Beginning with the first line of the material, set down each line exactly as written, up to and including the line with "use crate::shared::numeric::LooseNumber;".

___ Dataset excerpts

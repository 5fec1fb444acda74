//! Lessons inside a course and the student's progress through them.

use std::collections::BTreeMap;

use serde::{Deserialize, Serialize};

use crate::shared::numeric::LooseNumber;
use crate::shared::validation::{validate, FieldRule, FieldRuleSet, ValidationResult};

#[derive(Debug, Clone, Copy, PartialEq, Eq, Default, Serialize, Deserialize)]
#[serde(rename_all = "lowercase")]
pub enum LessonType {
    Video,
    Live,
    #[default]
    Reading,
    Quiz,
}

impl LessonType {
    pub const ALL: [LessonType; 4] = [
        LessonType::Video,
        LessonType::Live,
        LessonType::Reading,
        LessonType::Quiz,
    ];

    pub fn as_str(&self) -> &'static str {
        match self {
            LessonType::Video => "video",
            LessonType::Live => "live",
            LessonType::Reading => "reading",
            LessonType::Quiz => "quiz",
        }
    }

    pub fn label(&self) -> &'static str {
        match self {
            LessonType::Video => "Video",
            LessonType::Live => "Live session",
            LessonType::Reading => "Reading",
            LessonType::Quiz => "Quiz",
        }
    }

    pub fn parse(value: &str) -> Option<Self> {
        Self::ALL
            .into_iter()
            .find(|t| t.as_str().eq_ignore_ascii_case(value.trim()))
    }
}

#[derive(Debug, Clone, PartialEq, Serialize, Deserialize)]
pub struct Lesson {
    pub id: i64,
    #[serde(default)]
    pub title: String,
    #[serde(default)]
    pub description: String,
    #[serde(default)]
    pub lesson_type: LessonType,
    #[serde(default)]
    pub order: u32,
    #[serde(default)]
    pub duration_minutes: Option<u32>,
    #[serde(default)]
    pub content: Option<String>,
    #[serde(default)]
    pub video_url: Option<String>,
    #[serde(default)]
    pub scheduled_at: Option<String>,
    #[serde(default)]
    pub is_published: bool,
    #[serde(default)]
    pub created_at: Option<String>,
}

impl Lesson {
    pub fn display_title(&self) -> &str {
        let title = self.title.trim();
        if title.is_empty() {
            "Untitled lesson"
        } else {
            title
        }
    }
}

/// Lessons in course order; ties keep server order.
pub fn sorted_lessons(mut lessons: Vec<Lesson>) -> Vec<Lesson> {
    lessons.sort_by_key(|l| l.order);
    lessons
}

/// Order for a lesson appended after `lessons`.
pub fn next_lesson_order(lessons: &[Lesson]) -> u32 {
    lessons.iter().map(|l| l.order).max().map_or(1, |max| max.saturating_add(1))
}

/// Raw add/edit lesson form.
#[derive(Debug, Clone, PartialEq, Serialize, Deserialize)]
pub struct LessonDraft {
    pub title: String,
    pub description: String,
    pub lesson_type: LessonType,
    pub order: String,
    pub duration_minutes: String,
    pub content: String,
    pub video_url: String,
    pub is_published: bool,
}

impl Default for LessonDraft {
    fn default() -> Self {
        Self {
            title: String::new(),
            description: String::new(),
            lesson_type: LessonType::Reading,
            order: "1".to_string(),
            duration_minutes: "30".to_string(),
            content: String::new(),
            video_url: String::new(),
            is_published: false,
        }
    }
}

/// Body for `POST /courses/courses/{id}/lessons/` and `PUT /courses/lessons/{id}/`.
#[derive(Debug, Clone, PartialEq, Serialize, Deserialize)]
pub struct LessonPayload {
    pub title: String,
    pub description: String,
    pub lesson_type: LessonType,
    pub order: u32,
    pub duration_minutes: u32,
    pub content: String,
    #[serde(skip_serializing_if = "Option::is_none")]
    pub video_url: Option<String>,
    pub is_published: bool,
}

fn at_least_one(label: &'static str) -> impl Fn(&str) -> Option<String> + Send + Sync {
    move |value: &str| match value.trim().parse::<u32>() {
        Ok(n) if n >= 1 => None,
        _ => Some(format!("{} must be a whole number of at least 1", label)),
    }
}

fn optional_http_url(value: &str) -> Option<String> {
    let value = value.trim();
    if value.is_empty() || value.starts_with("http://") || value.starts_with("https://") {
        None
    } else {
        Some("Video URL must start with http:// or https://".to_string())
    }
}

pub fn lesson_rules() -> FieldRuleSet {
    FieldRuleSet::new()
        .field("title", FieldRule::required("Lesson title is required"))
        .field("description", FieldRule::required("Lesson description is required"))
        .field(
            "order",
            FieldRule::required("Order is required").with_check(at_least_one("Order")),
        )
        .field(
            "duration_minutes",
            FieldRule::required("Duration is required").with_check(at_least_one("Duration")),
        )
        .field("video_url", FieldRule::optional().with_check(optional_http_url))
}

impl LessonDraft {
    pub fn from_lesson(lesson: &Lesson) -> Self {
        let defaults = Self::default();
        Self {
            title: lesson.title.clone(),
            description: lesson.description.clone(),
            lesson_type: lesson.lesson_type,
            order: lesson.order.max(1).to_string(),
            duration_minutes: lesson
                .duration_minutes
                .map(|d| d.to_string())
                .unwrap_or(defaults.duration_minutes),
            content: lesson.content.clone().unwrap_or_default(),
            video_url: lesson.video_url.clone().unwrap_or_default(),
            is_published: lesson.is_published,
        }
    }

    pub fn values(&self) -> BTreeMap<String, String> {
        BTreeMap::from([
            ("title".to_string(), self.title.clone()),
            ("description".to_string(), self.description.clone()),
            ("order".to_string(), self.order.clone()),
            ("duration_minutes".to_string(), self.duration_minutes.clone()),
            ("video_url".to_string(), self.video_url.clone()),
        ])
    }

    pub fn validate(&self) -> ValidationResult {
        validate(&self.values(), &lesson_rules())
    }

    pub fn to_payload(&self) -> Result<LessonPayload, ValidationResult> {
        let result = self.validate();
        if !result.is_valid {
            return Err(result);
        }
        let invalid = || result.clone();
        let video_url = Some(self.video_url.trim().to_string()).filter(|u| !u.is_empty());
        Ok(LessonPayload {
            title: self.title.trim().to_string(),
            description: self.description.trim().to_string(),
            lesson_type: self.lesson_type,
            order: self.order.trim().parse().map_err(|_| invalid())?,
            duration_minutes: self.duration_minutes.trim().parse().map_err(|_| invalid())?,
            content: self.content.clone(),
            video_url,
            is_published: self.is_published,
        })
    }
}

/// `GET /courses/courses/{id}/progress/`.
#[derive(Debug, Clone, Default, PartialEq, Serialize, Deserialize)]
pub struct CourseProgress {
    #[serde(default)]
    pub total_lessons: u32,
    #[serde(default)]
    pub completed_lessons: u32,
    #[serde(default)]
    pub progress_percentage: Option<LooseNumber>,
    #[serde(default)]
    pub completed_lesson_ids: Vec<i64>,
}

impl CourseProgress {
    /// Percentage in `0..=100`; recomputed from the counts when the server
    /// sent none.
    pub fn percent(&self) -> f64 {
        let reported = self.progress_percentage.as_ref().and_then(LooseNumber::as_f64);
        let value = match reported {
            Some(p) => p,
            None if self.total_lessons > 0 => {
                f64::from(self.completed_lessons) / f64::from(self.total_lessons) * 100.0
            }
            None => 0.0,
        };
        value.clamp(0.0, 100.0)
    }

    pub fn is_completed(&self, lesson_id: i64) -> bool {
        self.completed_lesson_ids.contains(&lesson_id)
    }

    /// Local update after the server accepted a completion. Idempotent.
    pub fn mark_completed(&mut self, lesson_id: i64) {
        if self.is_completed(lesson_id) {
            return;
        }
        self.completed_lesson_ids.push(lesson_id);
        self.completed_lessons = self.completed_lessons.saturating_add(1);
        if self.total_lessons > 0 {
            let completed = self.completed_lessons.min(self.total_lessons);
            let percent = f64::from(completed) / f64::from(self.total_lessons) * 100.0;
            self.progress_percentage = Some(LooseNumber::from((percent * 100.0).round() / 100.0));
        }
    }

    pub fn remaining(&self) -> u32 {
        self.total_lessons.saturating_sub(self.completed_lessons)
    }
}

/// First lesson not yet completed, else the first lesson.
pub fn resume_lesson<'a>(lessons: &'a [Lesson], progress: &CourseProgress) -> Option<&'a Lesson> {
    lessons
        .iter()
        .find(|l| !progress.is_completed(l.id))
        .or_else(|| lessons.first())
}

#[cfg(test)]
mod tests {
    use super::*;
    use serde_json::json;

    fn lesson(id: i64, order: u32) -> Lesson {
        serde_json::from_value(json!({"id": id, "title": format!("L{}", id), "order": order})).unwrap()
    }

    #[test]
    fn test_lesson_from_api_body() {
        let lesson: Lesson = serde_json::from_value(json!({
            "id": 4,
            "title": "Borrowing",
            "description": "References",
            "lesson_type": "video",
            "order": 2,
            "duration_minutes": 45,
            "video_url": "https://videos.example.com/4",
            "scheduled_at": null,
            "is_published": true
        }))
        .unwrap();
        assert_eq!(lesson.lesson_type, LessonType::Video);
        assert_eq!(lesson.duration_minutes, Some(45));
        assert!(lesson.is_published);

        let bare: Lesson = serde_json::from_value(json!({"id": 1})).unwrap();
        assert_eq!(bare.display_title(), "Untitled lesson");
        assert_eq!(bare.lesson_type, LessonType::Reading);
    }

    #[test]
    fn test_sorted_and_next_order() {
        let lessons = sorted_lessons(vec![lesson(1, 3), lesson(2, 1), lesson(3, 2)]);
        let ids: Vec<i64> = lessons.iter().map(|l| l.id).collect();
        assert_eq!(ids, vec![2, 3, 1]);
        assert_eq!(next_lesson_order(&lessons), 4);
        assert_eq!(next_lesson_order(&[]), 1);
    }

    #[test]
    fn test_draft_requires_title_and_description() {
        let result = LessonDraft::default().validate();
        assert_eq!(result.error("title"), Some("Lesson title is required"));
        assert_eq!(result.error("description"), Some("Lesson description is required"));
        assert_eq!(result.error("order"), None);
        assert_eq!(result.error("video_url"), None);
    }

    #[test]
    fn test_draft_numeric_and_url_checks() {
        let draft = LessonDraft {
            title: "Intro".to_string(),
            description: "Start here".to_string(),
            order: "0".to_string(),
            duration_minutes: "abc".to_string(),
            video_url: "ftp://example.com".to_string(),
            ..LessonDraft::default()
        };
        let result = draft.validate();
        assert_eq!(result.error("order"), Some("Order must be a whole number of at least 1"));
        assert_eq!(
            result.error("duration_minutes"),
            Some("Duration must be a whole number of at least 1")
        );
        assert_eq!(
            result.error("video_url"),
            Some("Video URL must start with http:// or https://")
        );
    }

    #[test]
    fn test_lesson_payload() {
        let draft = LessonDraft {
            title: " Intro ".to_string(),
            description: "Start here".to_string(),
            lesson_type: LessonType::Quiz,
            order: "3".to_string(),
            ..LessonDraft::default()
        };
        let payload = draft.to_payload().unwrap();
        assert_eq!(payload.title, "Intro");
        assert_eq!(payload.order, 3);
        assert_eq!(payload.duration_minutes, 30);
        let body = serde_json::to_value(&payload).unwrap();
        assert_eq!(body["lesson_type"], "quiz");
        assert!(body.get("video_url").is_none());
    }

    #[test]
    fn test_progress_percent_and_completion() {
        let mut progress: CourseProgress = serde_json::from_value(json!({
            "total_lessons": 4,
            "completed_lessons": 1,
            "progress_percentage": 25.0
        }))
        .unwrap();
        assert_eq!(progress.percent(), 25.0);
        assert_eq!(progress.remaining(), 3);

        progress.mark_completed(7);
        progress.mark_completed(7);
        assert_eq!(progress.completed_lessons, 2);
        assert_eq!(progress.percent(), 50.0);
        assert!(progress.is_completed(7));
    }

    #[test]
    fn test_progress_without_percentage_uses_counts() {
        let progress = CourseProgress {
            total_lessons: 3,
            completed_lessons: 3,
            ..CourseProgress::default()
        };
        assert_eq!(progress.percent(), 100.0);
        assert_eq!(CourseProgress::default().percent(), 0.0);
    }

    #[test]
    fn test_resume_lesson() {
        let lessons = vec![lesson(1, 1), lesson(2, 2)];
        let mut progress = CourseProgress::default();
        assert_eq!(resume_lesson(&lessons, &progress).map(|l| l.id), Some(1));
        progress.completed_lesson_ids = vec![1];
        assert_eq!(resume_lesson(&lessons, &progress).map(|l| l.id), Some(2));
        progress.completed_lesson_ids = vec![1, 2];
        assert_eq!(resume_lesson(&lessons, &progress).map(|l| l.id), Some(1));
        assert!(resume_lesson(&[], &progress).is_none());
    }
}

______

Response below.
repository 5fec1fb444acda74
//! Lessons inside a course and the student's progress through them.

use std::collections::BTreeMap;

use serde::{Deserialize, Serialize};

use crate::shared::numeric::LooseNumber;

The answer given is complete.